Revision history for this message

Torsten Bronger (bronger) wrote on 2013-05-17:

#32

System load figures are hard to compare. I have an AMD Turion II processor (approx. twice as fast as an Atom), and I manage to have 40 MByte/s NFS throughput. The CPU is at 80%. Is this already an unusual high number, meaning that I may be affected by this bug?

I'm using Ubuntu Server 13.04.

Revision history for this message

Karsten Suehring (suehring) wrote on 2013-05-17:

#33

I did some testing with a newer kernel on Debian a while ago. The 3.x series seemed to have higher load indeed, but as far as I could test, it did not kill the server. If you have multiple clients to the server it would be a good test to start several writes (like dd from /dev/random) over NFS and see if the server can handle that. It did not many writes to completely kill my server on 12.04.

It would be good news to hear that just by upgrading to newer kernel versions in later releases this issue would be resolved even without Ubuntu proactively working on a fix. But it will still remain an issue in the "Long term support" release 12.04.

My bottom line here is that Ubuntu is apparently caring more about mobile phones now than servers which is especially unfortunate after many people finally talked Dell into more support for Ubuntu. I did not even get a reply from the Ubuntu sales department (except for an automatic reply which promised to do so within two days) when we offered to pay for resolving the issue...

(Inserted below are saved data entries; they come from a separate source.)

impl Scheduler {
    /// Creates a new scheduler.
    #[must_use]
    pub fn new(
        transition: ClusterStatusTransition,
        invoker: Arc<dyn ComponentInvoker>,
        config: SchedulerConfig,
    ) -> Self {
        Self {
            repository: transition.repository().clone(),
            transition,
            invoker,
            config,
            metrics: SchedulerMetrics::new(),
        }
    }

    /// Runs the scheduler until `shutdown` fires.
    ///
    /// The current tick is finished before returning, so claimed operations
    /// are never left without a recorded outcome by a clean shutdown.
    pub async fn run(&self, shutdown: CancellationToken) {
        tracing::info!(
            tick_interval = ?self.config.tick_interval,
            pool_size = self.config.pool_size,
            "scheduler started"
        );
        let mut ticker = tokio::time::interval(self.config.tick_interval);
        ticker.set_missed_tick_behavior(MissedTickBehavior::Delay);

        loop {
            tokio::select! {
                () = shutdown.cancelled() => {
                    tracing::info!("scheduler stopping");
                    break;
                }
                _ = ticker.tick() => {
                    if let Err(err) = self.tick().await {
                        tracing::error!(error = %err, "scheduler tick failed");
                    }
                }
            }
        }
    }

    /// Performs one scheduling tick.
    ///
    /// # Errors
    ///
    /// Returns an error when the repository is unavailable; per-operation
    /// failures are recorded on the operations themselves.
    pub async fn tick(&self) -> Result<()> {
        let _guard = time_scheduler_tick();
        self.enqueue_due_clusters().await;
        self.requeue_orphaned_operations().await?;
        self.dispatch_processable().await?;
        self.finish_completed().await?;
        Ok(())
    }

    /// Enqueues clusters whose newest configuration awaits reconciliation.
    async fn enqueue_due_clusters(&self) {
        let states = match self.transition.inventory().clusters_to_reconcile().await {
            Ok(states) => states,
            Err(err) => {
                tracing::error!(error = %err, "failed to list clusters awaiting reconciliation");
                return;
            }
        };

        for state in states {
            match self
                .transition
                .start_reconciliation(&state, &self.config.pre_components)
                .await
            {
                Ok(reconciliation) => {
                    tracing::debug!(
                        cluster = %state.cluster.cluster,
                        scheduling_id = %reconciliation.scheduling_id,
                        "enqueued cluster for reconciliation"
                    );
                }
                Err(err) if err.is_duplicate() => {
                    tracing::debug!(
                        cluster = %state.cluster.cluster,
                        "cluster already enqueued, skipping"
                    );
                }
                Err(err) => {
                    tracing::error!(
                        cluster = %state.cluster.cluster,
                        error = %err,
                        "failed to enqueue cluster"
                    );
                }
            }
        }
    }

    /// Re-queues operations abandoned by a crashed or shut-down worker.
    async fn requeue_orphaned_operations(&self) -> Result<()> {
        let orphans = self
            .repository
            .get_orphaned_operations(Utc::now(), self.config.orphan_timeout)
            .await?;

        for operation in orphans {
            tracing::warn!(
                component = %operation.component,
                correlation_id = %operation.correlation_id,
                updated = %operation.updated,
                "re-queueing orphaned operation"
            );
            match self
                .repository
                .update_operation_state(
                    &operation.scheduling_id,
                    &operation.correlation_id,
                    OperationState::InProgress,
                    OperationState::ClientError,
                    Some("operation orphaned: no progress within the staleness window"),
                )
                .await
            {
                Ok(CasResult::Success) => {
                    self.metrics
                        .record_operation_transition("in_progress", "client_error");
                }
                Ok(_) => {}
                Err(err) => {
                    tracing::error!(
                        correlation_id = %operation.correlation_id,
                        error = %err,
                        "failed to re-queue orphaned operation"
                    );
                }
            }
        }
        Ok(())
    }

    /// Claims and runs processable operations in ascending priority order.
    async fn dispatch_processable(&self) -> Result<()> {
        let operations = self.repository.get_processable_operations().await?;
        if operations.is_empty() {
            return Ok(());
        }

        let mut waves: BTreeMap<i64, Vec<Operation>> = BTreeMap::new();
        for operation in operations {
            waves.entry(operation.priority).or_default().push(operation);
        }

        let semaphore = Arc::new(Semaphore::new(self.config.pool_size.max(1)));
        for (priority, wave) in waves {
            tracing::debug!(priority, operations = wave.len(), "dispatching priority wave");
            let mut workers = JoinSet::new();
            for operation in wave {
                let permit = semaphore
                    .clone()
                    .acquire_owned()
                    .await
                    .map_err(|_| Error::storage("worker pool closed"))?;
                let repository = self.repository.clone();
                let invoker = self.invoker.clone();
                let metrics = self.metrics.clone();
                let max_retries = self.config.max_operation_retries;
                workers.spawn(async move {
                    let _permit = permit;
                    process_operation(&*repository, &*invoker, &metrics, max_retries, &operation)
                        .await;
                });
            }
            while let Some(joined) = workers.join_next().await {
                if let Err(err) = joined {
                    tracing::error!(error = %err, "dispatch worker panicked");
                }
            }
        }
        Ok(())
    }

    /// Finishes reconciliations whose operations are all terminal.
    async fn finish_completed(&self) -> Result<()> {
        let unfinished = self
            .repository
            .get_reconciliations(&ReconciliationFilter {
                finished: Some(false),
                ..ReconciliationFilter::default()
            })
            .await?;
        self.metrics.set_active_reconciliations(unfinished.len());

        for reconciliation in unfinished {
            let operations = self
                .repository
                .get_operations(&reconciliation.scheduling_id, None)
                .await?;

            if operations
                .iter()
                .any(|op| op.state == OperationState::InProgress)
            {
                continue;
            }

            let failed = operations
                .iter()
                .find(|op| op.state == OperationState::Error)
                .cloned();

            if let Some(failed) = failed {
                self.abort_remaining(&reconciliation, &operations, &failed)
                    .await;
                let operations = self
                    .repository
                    .get_operations(&reconciliation.scheduling_id, None)
                    .await?;
                if operations.iter().all(Operation::is_terminal) {
                    self.finish(&reconciliation, ClusterStatusKind::Error).await;
                }
            } else if operations.iter().all(Operation::is_terminal) {
                self.finish(&reconciliation, ClusterStatusKind::Ready).await;
            }
        }
        Ok(())
    }

    /// Aborts operations that must not run because a component of the same
    /// reconciliation failed permanently.
    async fn abort_remaining(
        &self,
        reconciliation: &Reconciliation,
        operations: &[Operation],
        failed: &Operation,
    ) {
        let reason = format!(
            "aborted: component '{}' failed permanently",
            failed.component
        );
        for operation in operations.iter().filter(|op| op.state.is_processable()) {
            match self
                .repository
                .update_operation_state(
                    &reconciliation.scheduling_id,
                    &operation.correlation_id,
                    operation.state,
                    OperationState::Error,
                    Some(&reason),
                )
                .await
            {
                Ok(CasResult::Success) => {
                    tracing::info!(
                        component = %operation.component,
                        correlation_id = %operation.correlation_id,
                        "aborted operation after permanent component failure"
                    );
                    self.metrics
                        .record_operation_transition(operation.state.as_label(), "error");
                }
                Ok(_) => {}
                Err(err) => {
                    tracing::error!(
                        correlation_id = %operation.correlation_id,
                        error = %err,
                        "failed to abort operation"
                    );
                }
            }
        }
    }

    async fn finish(&self, reconciliation: &Reconciliation, status: ClusterStatusKind) {
        match self
            .transition
            .finish_reconciliation(&reconciliation.scheduling_id, status)
            .await
        {
            Ok(state) => {
                tracing::info!(
                    cluster = %state.cluster.cluster,
                    scheduling_id = %reconciliation.scheduling_id,
                    status = %status,
                    "reconciliation finished"
                );
                self.metrics.record_finished(status.as_label());
            }
            Err(Error::AlreadyFinished { .. }) => {
                tracing::debug!(
                    scheduling_id = %reconciliation.scheduling_id,
                    "reconciliation finished by a parallel process"
                );
            }
            Err(err) => {
                tracing::error!(
                    scheduling_id = %reconciliation.scheduling_id,
                    error = %err,
                    "failed to finish reconciliation"
                );
            }
        }
    }
}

Revision history for this message

Thomas Anantharaman (thomas-anantharaman) wrote on 2013-06-01:

#34

I have been struggling at work with the same problem for the last few months, and accidentally stumbled on a fix that seems to work under Ubuntu 12.04 (3.5.0-32-generic 64-bit kernel) :

1. On clients set rsize=8192,wsize=8192 in /etc/fstab (Smaller values of rsize,wsize will also work, but reduce throughput).

Previously with rsize=wsize=32K, any 2 clients writing large files to our server (with 1 Gbit NICs for clients and 2x1Gbit NICs for the server) would freeze : all clients would appear to hang on accessing the NFS server, but the hang would eventually resolve itself (after several hours of writes at around 100k/sec on the server grinding away continuously with jbd2, or within minutes if one of the 2 clients with the large writes temporarily had its ethernet turned off and then back on after the other client's write had completed).

Now 4 clients can write to the server at 53 MB/sec saturating the server bandwidth at 210 MB/sec and the network and server remain responsive from other interactive clients.

Bug Watch Updater (bug-watch-updater) on 2013-10-05

Changed in linux (Debian):
status:	Incomplete → Fix Released

Revision history for this message

masakre (informatikoa1) wrote on 2014-07-08:

#35

Is this bug solved?? I am having similar issues with my Ubuntu server 12.04.04 64 bits. I am using ldap authentication with NFS to mount users home. The server uses 2 gigabyte ethernet using bonding and there are 20 users and have 2x4 processors with 12 Gb ram (it is an ACER gateway gr320 f1 server). I change my server to the 12.04 becouse we were using an old version (7.10) and I was having some problems, but since the change, the clients are too slow. I notice that the server processors load it's high and I think this bug could be afecting me.

Sorry about my english and thank you in advance :)

Revision history for this message

dilan (dilanasanga-x) wrote on 2014-09-26:

#36

Hi All,

I have also setup the same environment at my office for developers to work with JAVA and PHP etc., which was very slow initially.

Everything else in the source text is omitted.